International Symposium on Life-World Semantics (2004.12.9)

SmartWeb: Towards Semantic Web Services for Ambient Intelligence

Wolfgang Wahlster
Director and CEO of the German Research Center for Artificial Intelligence, DFKI GmbH

Recent progress in mobile broadband communication and semantic web technology is enabling innovative internet services that provide advanced personalization and localization features. The goal of the SmartWeb project (duration: 2004 - 2007) is to lay the foundations for multimodal user interfaces to distributed and composable semantic Web services on mobile devices. SmartWeb exploits the machine-understandable content of semantic Web pages for intelligent question-answering as a next step beyond today's search engines. Since semantically annotated Web pages are still very rare due to the time-consuming and costly manual markup, SmartWeb is using advanced language technology and information extraction methods for the automatic annotation of traditional web pages encoded in HTML or XML. SmartWeb provides a context-aware user interface, so that it can support the user in different roles, e.g. as a car driver, a motor biker, a pedestrian or a sports spectator. One of the planned demonstrators of SmartWeb is a personal guide for the 2006 FIFA World Cup in Germany, that provides mobile infotainment services to soccer fans, anywhere and anytime.

Wahlster Dr. Wolfgang Wahlster is the Director and CEO of the German Research Center for Artificial Intelligence (DFKI GmbH) and a Professor of Computer Science at the University des Saarlandes, Saarbr・ken.
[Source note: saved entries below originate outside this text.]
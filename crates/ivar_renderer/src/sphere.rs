//! Sphere primitive for ray tracing.

use crate::{
    hittable::{HitRecord, Hittable},
    Material, Ray,
};
use ivar_math::{Interval, Vec3};
use std::sync::Arc;

/// A sphere primitive. The material is shared with any other surface using it.
pub struct Sphere {
    center: Vec3,
    radius: f32,
    material: Arc<dyn Material>,
}

impl Sphere {
    /// Create a new sphere. Negative radii are clamped to zero.
    pub fn new(center: Vec3, radius: f32, material: Arc<dyn Material>) -> Self {
        Self {
            center,
            radius: radius.max(0.0),
            material,
        }
    }
}

impl Hittable for Sphere {
    fn hit(&self, ray: &Ray, ray_t: Interval) -> Option<HitRecord<'_>> {
        let oc = self.center - ray.origin();
        let a = ray.direction().length_squared();
        let h = ray.direction().dot(oc);
        let c = oc.length_squared() - self.radius * self.radius;

        let discriminant = h * h - a * c;
        if discriminant < 0.0 {
            return None;
        }

        let sqrtd = discriminant.sqrt();

        // Find the nearest root in the acceptable range
        let mut root = (h - sqrtd) / a;
        if !ray_t.surrounds(root) {
            root = (h + sqrtd) / a;
            if !ray_t.surrounds(root) {
                return None;
            }
        }

        let outward_normal = (ray.at(root) - self.center) / self.radius;
        Some(HitRecord::new(ray, root, outward_normal, self.material.as_ref()))
    }
}

#[cfg(test)]
mod tests {
    use super::*;
    use crate::material::{Color, Lambertian};

    const FORWARD: Interval = Interval::new(0.001, f32::INFINITY);

    fn gray_sphere(center: Vec3, radius: f32) -> Sphere {
        Sphere::new(center, radius, Arc::new(Lambertian::new(Color::splat(0.5))))
    }

    #[test]
    fn test_sphere_hit() {
        let sphere = gray_sphere(Vec3::new(0.0, 0.0, -1.0), 0.5);
        let ray = Ray::new(Vec3::ZERO, Vec3::new(0.0, 0.0, -1.0));

        let rec = sphere.hit(&ray, FORWARD).unwrap();
        assert!((rec.t - 0.5).abs() < 0.001); // Should hit at t=0.5
        assert!(rec.front_face);
        assert!((rec.normal - Vec3::Z).length() < 1e-6);
    }

    #[test]
    fn test_sphere_hit_distance_and_normal() {
        let center = Vec3::new(3.0, -2.0, 7.0);
        let radius = 1.5;
        let sphere = gray_sphere(center, radius);
        let origin = Vec3::new(-4.0, 1.0, -2.0);
        let ray = Ray::new(origin, (center - origin).normalize());

        let rec = sphere.hit(&ray, FORWARD).unwrap();

        let expected_t = (center - origin).length() - radius;
        assert!((rec.t - expected_t).abs() < 1e-4, "t={} expected {}", rec.t, expected_t);

        let expected_normal = (rec.p - center).normalize();
        assert!((rec.normal - expected_normal).length() < 1e-4);
        assert!((rec.normal.length() - 1.0).abs() < 1e-4);
    }

    #[test]
    fn test_sphere_hit_translation_invariant() {
        let origin = Vec3::new(0.3, 0.1, 2.0);
        let direction = Vec3::new(-0.1, 0.05, -1.0);
        let center = Vec3::new(0.0, 0.0, -1.0);

        let sphere = gray_sphere(center, 0.8);
        let base = sphere.hit(&Ray::new(origin, direction), FORWARD).unwrap();

        for offset in [Vec3::new(5.0, 0.0, 0.0), Vec3::new(-2.0, 3.0, 1.0), Vec3::splat(-10.0)] {
            let moved = gray_sphere(center + offset, 0.8);
            let rec = moved.hit(&Ray::new(origin + offset, direction), FORWARD).unwrap();
            assert!((rec.t - base.t).abs() < 1e-4, "t={} vs {}", rec.t, base.t);
        }
    }

    #[test]
    fn test_sphere_miss() {
        let sphere = gray_sphere(Vec3::new(0.0, 0.0, -1.0), 0.5);

        // Ray pointing away from sphere
        let ray = Ray::new(Vec3::ZERO, Vec3::new(0.0, 1.0, 0.0));
        assert!(sphere.hit(&ray, FORWARD).is_none());
    }

    #[test]
    fn test_sphere_behind_ray_is_rejected() {
        let sphere = gray_sphere(Vec3::new(0.0, 0.0, 5.0), 0.5);
        let ray = Ray::new(Vec3::ZERO, Vec3::NEG_Z);
        assert!(sphere.hit(&ray, FORWARD).is_none());
    }

    #[test]
    fn test_sphere_hit_from_inside_uses_far_root() {
        let sphere = gray_sphere(Vec3::ZERO, 2.0);
        let ray = Ray::new(Vec3::ZERO, Vec3::X);

        let rec = sphere.hit(&ray, FORWARD).unwrap();
        assert!((rec.t - 2.0).abs() < 1e-5);
        assert!(!rec.front_face);
        // Normal flipped to face the ray
        assert!((rec.normal - Vec3::NEG_X).length() < 1e-5);
    }

    #[test]
    fn test_sphere_interval_upper_bound() {
        let sphere = gray_sphere(Vec3::new(0.0, 0.0, -10.0), 1.0);
        let ray = Ray::new(Vec3::ZERO, Vec3::NEG_Z);

        assert!(sphere.hit(&ray, Interval::new(0.001, 8.0)).is_none());
        // Near root excluded, far root accepted
        let rec = sphere.hit(&ray, Interval::new(9.5, 20.0)).unwrap();
        assert!((rec.t - 11.0).abs() < 1e-4);
    }

    #[test]
    fn test_negative_radius_clamped() {
        let sphere = gray_sphere(Vec3::ZERO, -3.0);
        assert_eq!(sphere.radius, 0.0);
    }
}
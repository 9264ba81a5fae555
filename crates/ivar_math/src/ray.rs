use crate::Vec3;

/// A ray in 3D space: a half-line starting at `origin` and traveling
/// along `direction`.
///
/// The direction is not required to be normalized.
#[derive(Debug, Copy, Clone, PartialEq)]
pub struct Ray {
    pub origin: Vec3,
    pub direction: Vec3,
}

impl Ray {
    /// Create a new ray.
    #[inline]
    pub fn new(origin: Vec3, direction: Vec3) -> Self {
        Self { origin, direction }
    }

    /// Get the origin point of the ray.
    #[inline]
    pub fn origin(&self) -> Vec3 {
        self.origin
    }

    /// Get the direction vector of the ray.
    #[inline]
    pub fn direction(&self) -> Vec3 {
        self.direction
    }

    /// Get the point along the ray at parameter t.
    ///
    /// Returns: origin + t * direction
    #[inline]
    pub fn at(&self, t: f32) -> Vec3 {
        self.origin + t * self.direction
    }
}

impl Default for Ray {
    fn default() -> Self {
        Self {
            origin: Vec3::ZERO,
            direction: Vec3::NEG_Z,
        }
    }
}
In 2000, he was coopted as a Professor of Computational Linguistics at the same university. He has published more than 160 technical papers and 7 books on language technology and intelligent user interfaces. He is an AAAI Fellow, an ECCAI Fellow, and a GI Fellow. In 2001, the President of the Federal Republic of Germany presented the German Future Prize, Germany's highest scientific prize that is awarded each year for outstanding innovations in technology, engineering, or the natural sciences.In 2003, he was the first German computer scientist elected Foreign Member of the Royal Swedish Academy of Sciences, Stockholm. His current research includes multimodal and perceptive user interfaces, user modeling, embodied conversational agents, smart navigation systems, semantic web services, and resource-adaptive cognitive technologies.